Alfonso Maruccia

UK, c'è chi sfugge alla consegna delle password

Un attivista e sospetto hacker di sistemi governativi americani vince la sfida contro la polizia britannica, che avrebbe voluto obbligarlo a consegnare le proprie password per sbloccare i dati sequestrati

Roma - Lauri Love non sarà costretto a consegnare le sue password crittografiche alla National Crime Agency (NCA) britannica, ha stabilito un giudice, perché l'agenzia non ha seguito le procedure richieste dal Regulation of Investigatory Powers Act (RIPA) del 2000, che pure prevede obblighi e garanzie in casi del genere.

Love, hacker e attivista informatico accusato di aver compromesso i sistemi appartenenti al governo statunitense e per questo costretto a fronteggiare la prospettiva di estradizione verso gli USA, è finito nei guai con la polizia britannica nel 2013 quando è stato arrestato per violazione del Computer Misuse Act.

Una prima richiesta di consegna delle password per mezzo della legge RIPA era arrivata nel 2014, ma Love si è rifiutato e la NCA non ha insistito oltre; arrivati nel 2015, 25 dei 31 apparati informatici sequestrati sono stati restituiti a Love, mentre per il resto l'attivista ha provveduto ad avviare un'azione legale contro la polizia.
NCA ha approfittato della nuova causa di Love per chiedere ancora una volta la consegna delle password per sbloccare i dati, ma la Corte di Westminster si è rifiutata di accogliere la domanda.

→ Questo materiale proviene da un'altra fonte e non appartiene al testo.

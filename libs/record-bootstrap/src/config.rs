//! Layered application configuration.
//!
//! Precedence, lowest first: built-in defaults, YAML file, `PORT`,
//! `APP__*` environment variables, CLI overrides.

use std::collections::BTreeMap;
use std::path::{Path, PathBuf};

use anyhow::{Context as _, Result, bail};
use figment::Figment;
use figment::providers::{Env, Format as _, Serialized, Yaml};
use serde::de::DeserializeOwned;
use serde::{Deserialize, Serialize};

use crate::logging::LoggingConfig;
use crate::paths::resolve_dir;

/// Prefix of environment overrides; `__` separates nesting levels.
pub const ENV_PREFIX: &str = "APP__";

#[derive(Debug, Clone, Default, PartialEq, Serialize, Deserialize)]
#[serde(default, deny_unknown_fields)]
pub struct AppConfig {
    pub server: ServerConfig,
    pub storage: StorageConfig,
    pub logging: LoggingConfig,
    /// Per-module sections, handed to each module as raw JSON.
    pub modules: BTreeMap<String, serde_json::Value>,
}

#[derive(Debug, Clone, PartialEq, Eq, Serialize, Deserialize)]
#[serde(default, deny_unknown_fields)]
pub struct ServerConfig {
    pub bind_addr: String,
    pub port: u16,
    pub request_timeout_secs: u64,
    pub body_limit_bytes: usize,
}

impl Default for ServerConfig {
    fn default() -> Self {
        Self {
            bind_addr: "0.0.0.0".to_owned(),
            port: 3000,
            request_timeout_secs: 30,
            body_limit_bytes: 1024 * 1024,
        }
    }
}

impl ServerConfig {
    #[must_use]
    pub fn listen_addr(&self) -> String {
        format!("{}:{}", self.bind_addr, self.port)
    }
}

#[derive(Debug, Clone, PartialEq, Eq, Serialize, Deserialize)]
#[serde(default, deny_unknown_fields)]
pub struct StorageConfig {
    /// Directory holding the collection documents; `~` is expanded.
    pub data_dir: String,
    /// Keep every collection in memory only.
    pub in_memory: bool,
}

impl Default for StorageConfig {
    fn default() -> Self {
        Self {
            data_dir: "./data".to_owned(),
            in_memory: false,
        }
    }
}

impl StorageConfig {
    /// Absolute data directory.
    ///
    /// # Errors
    /// Fails when the configured path is empty or cannot be expanded.
    pub fn resolved_data_dir(&self) -> Result<PathBuf> {
        resolve_dir(&self.data_dir)
            .with_context(|| format!("invalid storage.data_dir '{}'", self.data_dir))
    }
}

/// Command-line values that override the layered configuration.
#[derive(Debug, Clone, Default)]
pub struct CliArgs {
    pub port: Option<u16>,
    pub verbose: u8,
    pub mock: bool,
}

impl AppConfig {
    /// Load defaults, the optional YAML file and environment overrides.
    ///
    /// An explicitly given `config_path` must exist.
    ///
    /// # Errors
    /// Fails when the file is missing or malformed, or when a value does not
    /// fit its field.
    pub fn load_or_default(config_path: Option<&Path>) -> Result<Self> {
        let mut figment = Figment::new().merge(Serialized::defaults(AppConfig::default()));

        if let Some(path) = config_path {
            if !path.is_file() {
                bail!("config file does not exist: {}", path.display());
            }
            figment = figment.merge(Yaml::file(path));
        }

        figment = figment
            .merge(Env::raw().only(&["PORT"]).map(|_| "server.port".into()))
            .merge(Env::prefixed(ENV_PREFIX).split("__"));

        let config: AppConfig = figment.extract().context("invalid configuration")?;
        config.storage.resolved_data_dir()?;
        Ok(config)
    }

    pub fn apply_cli_overrides(&mut self, args: &CliArgs) {
        if let Some(port) = args.port {
            self.server.port = port;
        }
        if let Some(level) = LoggingConfig::level_for_verbosity(args.verbose) {
            level.clone_into(&mut self.logging.level);
        }
        if args.mock {
            self.storage.in_memory = true;
        }
    }

    /// Typed view of `modules.<name>`; defaults when the section is absent.
    ///
    /// # Errors
    /// Fails when the section does not match `T`.
    pub fn module_config<T>(&self, name: &str) -> Result<T>
    where
        T: DeserializeOwned + Default,
    {
        match self.modules.get(name) {
            None | Some(serde_json::Value::Null) => Ok(T::default()),
            Some(value) => serde_json::from_value(value.clone())
                .with_context(|| format!("invalid configuration for module '{name}'")),
        }
    }

    /// Effective configuration rendered as YAML.
    ///
    /// # Errors
    /// Fails if the configuration cannot be serialized.
    pub fn to_yaml(&self) -> Result<String> {
        serde_saphyr::to_string(self)
            .map_err(|e| anyhow::anyhow!("failed to render configuration as YAML: {e}"))
    }
}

In caso contrario, dice l'organizzazione The Courage Foundation, si sarebbe assistito a un pericoloso precedente di abuso del RIPA Act da parte della polizia britannica.

Lauri Love è riuscito a far valere le proprie ragioni, ma in altre parti del mondo l'autorità giudiziaria si dimostra molto meno propensa a difendere i diritti - anche fondamentali - dei cittadini quando si tratta di risolvere crimini con la crittografia: negli USA si finisce arrestati se non si consegna la password.